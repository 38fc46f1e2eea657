//! In-memory ledger store
//!
//! Same uniqueness rules as the PostgreSQL store, with one mutex serialising every
//! commit. Used by tests and local runs without a database.

use std::collections::HashMap;
use std::sync::{Mutex, MutexGuard};

use async_trait::async_trait;
use time::OffsetDateTime;
use uuid::Uuid;

use creditline_shared::{CreditPackage, CreditTransaction, ProcessedWebhookEvent, User};

use crate::error::{BillingError, BillingResult};
use crate::matching::AppUserCandidates;
use crate::store::{
    next_balance, AppliedWrite, CreditResult, LedgerCommit, LedgerStore, LedgerWrite,
    WebhookMarker,
};

#[derive(Debug, Default)]
struct MemoryState {
    users: HashMap<Uuid, User>,
    transactions: Vec<CreditTransaction>,
    webhook_events: HashMap<String, ProcessedWebhookEvent>,
    packages: Vec<CreditPackage>,
}

impl MemoryState {
    fn live_user(&self, user_id: Uuid) -> Option<&User> {
        self.users.get(&user_id).filter(|u| u.deleted_at.is_none())
    }

    fn find_transaction(&self, user_id: Uuid, external_id: &str) -> Option<&CreditTransaction> {
        self.transactions.iter().find(|tx| {
            tx.user_id == user_id && tx.external_transaction_id.as_deref() == Some(external_id)
        })
    }
}

#[derive(Debug, Default)]
pub struct MemoryLedgerStore {
    state: Mutex<MemoryState>,
}

impl MemoryLedgerStore {
    pub fn new() -> Self {
        Self::default()
    }

    fn lock(&self) -> BillingResult<MutexGuard<'_, MemoryState>> {
        self.state
            .lock()
            .map_err(|_| BillingError::Internal("ledger store lock poisoned".to_string()))
    }

    pub fn insert_user(&self, user: User) -> BillingResult<()> {
        self.lock()?.users.insert(user.id, user);
        Ok(())
    }

    pub fn insert_package(&self, package: CreditPackage) -> BillingResult<()> {
        self.lock()?.packages.push(package);
        Ok(())
    }

    /// Ledger rows for one user, oldest first
    pub fn transactions_for(&self, user_id: Uuid) -> BillingResult<Vec<CreditTransaction>> {
        Ok(self
            .lock()?
            .transactions
            .iter()
            .filter(|tx| tx.user_id == user_id)
            .cloned()
            .collect())
    }
}

#[async_trait]
impl LedgerStore for MemoryLedgerStore {
    async fn get_user(&self, user_id: Uuid) -> BillingResult<Option<User>> {
        Ok(self.lock()?.live_user(user_id).cloned())
    }

    async fn find_user_by_app_user_ids(
        &self,
        candidates: &AppUserCandidates,
    ) -> BillingResult<Option<User>> {
        let state = self.lock()?;

        let by_id = candidates
            .iter()
            .filter_map(|id| Uuid::parse_str(id).ok())
            .find_map(|id| state.live_user(id));
        if let Some(user) = by_id {
            return Ok(Some(user.clone()));
        }

        // Oldest account wins when several share a customer id, as in the pg store
        let by_customer = candidates.iter().find_map(|id| {
            state
                .users
                .values()
                .filter(|u| u.deleted_at.is_none())
                .filter(|u| u.billing_customer_id.as_deref() == Some(id))
                .min_by_key(|u| (u.created_at, u.id))
        });
        Ok(by_customer.cloned())
    }

    async fn find_transaction(
        &self,
        user_id: Uuid,
        external_transaction_id: &str,
    ) -> BillingResult<Option<CreditTransaction>> {
        Ok(self
            .lock()?
            .find_transaction(user_id, external_transaction_id)
            .cloned())
    }

    async fn list_packages(&self) -> BillingResult<Vec<CreditPackage>> {
        let mut packages = self.lock()?.packages.clone();
        packages.sort_by_key(|p| p.credits);
        Ok(packages)
    }

    async fn webhook_event_exists(&self, event_id: &str) -> BillingResult<bool> {
        Ok(self.lock()?.webhook_events.contains_key(event_id))
    }

    async fn record_webhook_event(&self, marker: &WebhookMarker) -> BillingResult<bool> {
        let mut state = self.lock()?;
        if state.webhook_events.contains_key(&marker.event_id) {
            return Ok(false);
        }
        state.webhook_events.insert(
            marker.event_id.clone(),
            ProcessedWebhookEvent {
                event_id: marker.event_id.clone(),
                event_type: marker.event_type.clone(),
                processed_at: OffsetDateTime::now_utc(),
            },
        );
        Ok(true)
    }

    async fn set_billing_customer_id(&self, user_id: Uuid, customer_id: &str) -> BillingResult<User> {
        let mut state = self.lock()?;
        let user = state
            .users
            .get_mut(&user_id)
            .filter(|u| u.deleted_at.is_none())
            .ok_or_else(|| BillingError::UserNotFound(user_id.to_string()))?;
        user.billing_customer_id = Some(customer_id.to_string());
        user.updated_at = OffsetDateTime::now_utc();
        Ok(user.clone())
    }

    async fn commit(&self, write: LedgerWrite) -> BillingResult<LedgerCommit> {
        let mut state = self.lock()?;
        let now = OffsetDateTime::now_utc();

        // Work on a copy so a failed check leaves the state untouched
        let mut user = state
            .live_user(write.user_id)
            .cloned()
            .ok_or_else(|| BillingError::UserNotFound(write.user_id.to_string()))?;

        if let Some(marker) = &write.webhook_event {
            if state.webhook_events.contains_key(&marker.event_id) {
                return Ok(LedgerCommit::DuplicateEvent);
            }
        }

        let mut new_row = None;
        let credit = match &write.credit {
            None => None,
            Some(entry) => {
                let existing = entry
                    .external_transaction_id
                    .as_deref()
                    .and_then(|ext| state.find_transaction(user.id, ext));
                match existing {
                    Some(tx) => Some(CreditResult::AlreadyRecorded(tx.clone())),
                    None => {
                        user.credits = next_balance(user.credits, entry.amount)?;
                        let tx = CreditTransaction {
                            id: Uuid::new_v4(),
                            user_id: user.id,
                            kind: entry.kind,
                            amount: entry.amount,
                            balance_after: user.credits,
                            external_transaction_id: entry.external_transaction_id.clone(),
                            product_id: entry.product_id.clone(),
                            created_at: now,
                        };
                        new_row = Some(tx.clone());
                        Some(CreditResult::Recorded(tx))
                    }
                }
            }
        };

        if let Some(change) = &write.subscription {
            if let Some(status) = change.status {
                user.subscription_status = status;
            }
            if let Some(product_id) = &change.product_id {
                user.subscription_product_id = Some(product_id.clone());
            }
            if let Some(expires_at) = change.expires_at {
                user.subscription_expires_at = Some(expires_at);
            }
        }

        if user.billing_customer_id.is_none() {
            if let Some(customer_id) = &write.link_customer_id {
                user.billing_customer_id = Some(customer_id.clone());
            }
        }

        user.updated_at = now;

        if let Some(marker) = write.webhook_event {
            state.webhook_events.insert(
                marker.event_id.clone(),
                ProcessedWebhookEvent {
                    event_id: marker.event_id,
                    event_type: marker.event_type,
                    processed_at: now,
                },
            );
        }
        if let Some(tx) = new_row {
            state.transactions.push(tx);
        }
        state.users.insert(user.id, user.clone());

        Ok(LedgerCommit::Applied(AppliedWrite { user, credit }))
    }
}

---+---

Exercise aim: Where does the string "AppliedWrite" appear in the records? Copy every line that holds it.

Task response:
    next_balance, AppliedWrite, CreditResult, LedgerCommit, LedgerStore, LedgerWrite,
        Ok(LedgerCommit::Applied(AppliedWrite { user, credit }))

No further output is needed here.